EXERCISE OBJECTIVE :: Could you print out every entry, character for character?

====================

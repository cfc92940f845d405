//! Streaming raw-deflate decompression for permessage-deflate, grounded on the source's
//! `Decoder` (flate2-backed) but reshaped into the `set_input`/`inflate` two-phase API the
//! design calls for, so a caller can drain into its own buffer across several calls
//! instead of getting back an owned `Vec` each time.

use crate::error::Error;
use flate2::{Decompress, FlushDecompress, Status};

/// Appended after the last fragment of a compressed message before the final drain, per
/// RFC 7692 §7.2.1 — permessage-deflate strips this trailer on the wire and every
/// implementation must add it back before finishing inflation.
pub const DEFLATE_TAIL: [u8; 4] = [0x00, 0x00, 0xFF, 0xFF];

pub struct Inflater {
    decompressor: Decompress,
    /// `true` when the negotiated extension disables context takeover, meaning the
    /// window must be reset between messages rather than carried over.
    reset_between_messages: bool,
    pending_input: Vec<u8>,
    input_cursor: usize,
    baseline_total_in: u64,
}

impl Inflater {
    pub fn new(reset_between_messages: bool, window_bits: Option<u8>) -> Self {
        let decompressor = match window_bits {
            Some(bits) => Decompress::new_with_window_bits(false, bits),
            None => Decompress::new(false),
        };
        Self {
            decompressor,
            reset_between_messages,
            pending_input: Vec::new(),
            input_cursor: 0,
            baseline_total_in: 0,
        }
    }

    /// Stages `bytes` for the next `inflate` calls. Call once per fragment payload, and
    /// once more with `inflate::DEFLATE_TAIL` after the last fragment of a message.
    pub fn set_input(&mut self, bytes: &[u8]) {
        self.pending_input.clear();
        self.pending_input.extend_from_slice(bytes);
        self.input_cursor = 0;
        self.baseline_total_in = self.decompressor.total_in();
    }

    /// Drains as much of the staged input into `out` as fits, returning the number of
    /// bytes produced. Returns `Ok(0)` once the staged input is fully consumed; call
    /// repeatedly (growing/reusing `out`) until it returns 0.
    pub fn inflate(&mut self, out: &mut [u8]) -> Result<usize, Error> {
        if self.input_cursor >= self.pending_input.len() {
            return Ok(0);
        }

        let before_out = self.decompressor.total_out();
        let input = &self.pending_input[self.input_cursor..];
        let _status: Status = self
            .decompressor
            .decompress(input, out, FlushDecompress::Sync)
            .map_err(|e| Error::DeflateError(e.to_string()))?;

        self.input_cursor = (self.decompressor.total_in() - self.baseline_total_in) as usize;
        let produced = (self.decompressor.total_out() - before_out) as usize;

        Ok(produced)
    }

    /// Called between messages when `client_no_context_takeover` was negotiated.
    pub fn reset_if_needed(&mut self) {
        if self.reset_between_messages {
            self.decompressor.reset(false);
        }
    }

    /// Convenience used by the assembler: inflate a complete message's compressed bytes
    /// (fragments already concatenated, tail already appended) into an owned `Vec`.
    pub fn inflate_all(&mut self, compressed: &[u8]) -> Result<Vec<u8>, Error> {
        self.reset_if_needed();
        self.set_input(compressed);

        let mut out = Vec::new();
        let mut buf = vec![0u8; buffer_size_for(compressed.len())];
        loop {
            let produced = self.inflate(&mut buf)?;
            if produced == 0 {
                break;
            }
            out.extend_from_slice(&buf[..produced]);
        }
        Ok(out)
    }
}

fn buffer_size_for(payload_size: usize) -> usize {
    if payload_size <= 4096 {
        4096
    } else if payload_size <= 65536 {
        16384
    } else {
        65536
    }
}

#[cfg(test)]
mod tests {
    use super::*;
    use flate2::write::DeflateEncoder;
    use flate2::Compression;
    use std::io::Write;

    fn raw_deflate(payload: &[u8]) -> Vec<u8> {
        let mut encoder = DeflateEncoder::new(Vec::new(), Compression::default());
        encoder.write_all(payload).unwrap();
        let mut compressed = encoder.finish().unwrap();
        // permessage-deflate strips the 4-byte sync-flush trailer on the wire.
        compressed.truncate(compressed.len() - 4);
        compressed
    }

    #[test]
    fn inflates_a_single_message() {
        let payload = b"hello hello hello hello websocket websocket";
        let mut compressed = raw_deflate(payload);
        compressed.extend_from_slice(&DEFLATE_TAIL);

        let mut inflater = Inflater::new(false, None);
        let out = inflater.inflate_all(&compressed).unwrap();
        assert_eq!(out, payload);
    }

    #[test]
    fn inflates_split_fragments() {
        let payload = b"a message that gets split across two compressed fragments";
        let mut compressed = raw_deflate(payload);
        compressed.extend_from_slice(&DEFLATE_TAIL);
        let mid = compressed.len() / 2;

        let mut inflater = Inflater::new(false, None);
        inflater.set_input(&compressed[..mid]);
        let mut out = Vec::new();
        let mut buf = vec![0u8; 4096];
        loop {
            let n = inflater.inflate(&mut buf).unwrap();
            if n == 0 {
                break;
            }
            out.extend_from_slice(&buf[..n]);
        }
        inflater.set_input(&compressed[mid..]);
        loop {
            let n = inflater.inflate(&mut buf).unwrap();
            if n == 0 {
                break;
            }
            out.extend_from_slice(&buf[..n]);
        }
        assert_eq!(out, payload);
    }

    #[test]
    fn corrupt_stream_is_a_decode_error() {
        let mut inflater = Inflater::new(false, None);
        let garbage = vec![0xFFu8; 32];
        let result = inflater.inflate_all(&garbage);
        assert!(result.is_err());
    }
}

====================

ANSWER TO THE EXERCISE ::
repository cfc92940f845d405
//! Streaming raw-deflate decompression for permessage-deflate, grounded on the source's
//! `Decoder` (flate2-backed) but reshaped into the `set_input`/`inflate` two-phase API the
//! design calls for, so a caller can drain into its own buffer across several calls
//! instead of getting back an owned `Vec` each time.

use crate::error::Error;
use flate2::{Decompress, FlushDecompress, Status};

/// Appended after the last fragment of a compressed message before the final drain, per
/// RFC 7692 §7.2.1 — permessage-deflate strips this trailer on the wire and every
/// implementation must add it back before finishing inflation.
pub const DEFLATE_TAIL: [u8; 4] = [0x00, 0x00, 0xFF, 0xFF];

pub struct Inflater {
    decompressor: Decompress,
    /// `true` when the negotiated extension disables context takeover, meaning the
    /// window must be reset between messages rather than carried over.
    reset_between_messages: bool,
    pending_input: Vec<u8>,
    input_cursor: usize,
    baseline_total_in: u64,
}

impl Inflater {
    pub fn new(reset_between_messages: bool, window_bits: Option<u8>) -> Self {
        let decompressor = match window_bits {
            Some(bits) => Decompress::new_with_window_bits(false, bits),
            None => Decompress::new(false),
        };
        Self {
            decompressor,
            reset_between_messages,
            pending_input: Vec::new(),
            input_cursor: 0,
            baseline_total_in: 0,
        }
    }

    /// Stages `bytes` for the next `inflate` calls. Call once per fragment payload, and
    /// once more with `inflate::DEFLATE_TAIL` after the last fragment of a message.
    pub fn set_input(&mut self, bytes: &[u8]) {
        self.pending_input.clear();
        self.pending_input.extend_from_slice(bytes);
        self.input_cursor = 0;
        self.baseline_total_in = self.decompressor.total_in();
    }

    /// Drains as much of the staged input into `out` as fits, returning the number of
    /// bytes produced. Returns `Ok(0)` once the staged input is fully consumed; call
    /// repeatedly (growing/reusing `out`) until it returns 0.
    pub fn inflate(&mut self, out: &mut [u8]) -> Result<usize, Error> {
        if self.input_cursor >= self.pending_input.len() {
            return Ok(0);
        }

        let before_out = self.decompressor.total_out();
        let input = &self.pending_input[self.input_cursor..];
        let _status: Status = self
            .decompressor
            .decompress(input, out, FlushDecompress::Sync)
            .map_err(|e| Error::DeflateError(e.to_string()))?;

        self.input_cursor = (self.decompressor.total_in() - self.baseline_total_in) as usize;
        let produced = (self.decompressor.total_out() - before_out) as usize;

        Ok(produced)
    }

    /// Called between messages when `client_no_context_takeover` was negotiated.
    pub fn reset_if_needed(&mut self) {
        if self.reset_between_messages {
            self.decompressor.reset(false);
        }
    }

    /// Convenience used by the assembler: inflate a complete message's compressed bytes
    /// (fragments already concatenated, tail already appended) into an owned `Vec`.
    pub fn inflate_all(&mut self, compressed: &[u8]) -> Result<Vec<u8>, Error> {
        self.reset_if_needed();
        self.set_input(compressed);

        let mut out = Vec::new();
        let mut buf = vec![0u8; buffer_size_for(compressed.len())];
        loop {
            let produced = self.inflate(&mut buf)?;
            if produced == 0 {
                break;
            }
            out.extend_from_slice(&buf[..produced]);
        }
        Ok(out)
    }
}

fn buffer_size_for(payload_size: usize) -> usize {
    if payload_size <= 4096 {
        4096
    } else if payload_size <= 65536 {
        16384
    } else {
        65536
    }
}

#[cfg(test)]
mod tests {
    use super::*;
    use flate2::write::DeflateEncoder;
    use flate2::Compression;
    use std::io::Write;

    fn raw_deflate(payload: &[u8]) -> Vec<u8> {
        let mut encoder = DeflateEncoder::new(Vec::new(), Compression::default());
        encoder.write_all(payload).unwrap();
        let mut compressed = encoder.finish().unwrap();
        // permessage-deflate strips the 4-byte sync-flush trailer on the wire.
        compressed.truncate(compressed.len() - 4);
        compressed
    }

    #[test]
    fn inflates_a_single_message() {
        let payload = b"hello hello hello hello websocket websocket";
        let mut compressed = raw_deflate(payload);
        compressed.extend_from_slice(&DEFLATE_TAIL);

        let mut inflater = Inflater::new(false, None);
        let out = inflater.inflate_all(&compressed).unwrap();
        assert_eq!(out, payload);
    }

    #[test]
    fn inflates_split_fragments() {
        let payload = b"a message that gets split across two compressed fragments";
        let mut compressed = raw_deflate(payload);
        compressed.extend_from_slice(&DEFLATE_TAIL);
        let mid = compressed.len() / 2;

        let mut inflater = Inflater::new(false, None);
        inflater.set_input(&compressed[..mid]);
        let mut out = Vec::new();
        let mut buf = vec![0u8; 4096];
        loop {
            let n = inflater.inflate(&mut buf).unwrap();
            if n == 0 {
                break;
            }
            out.extend_from_slice(&buf[..n]);
        }
        inflater.set_input(&compressed[mid..]);
        loop {
            let n = inflater.inflate(&mut buf).unwrap();
            if n == 0 {
                break;
            }
            out.extend_from_slice(&buf[..n]);
        }
        assert_eq!(out, payload);
    }

    #[test]
    fn corrupt_stream_is_a_decode_error() {
        let mut inflater = Inflater::new(false, None);
        let garbage = vec![0xFFu8; 32];
        let result = inflater.inflate_all(&garbage);
        assert!(result.is_err());
    }
}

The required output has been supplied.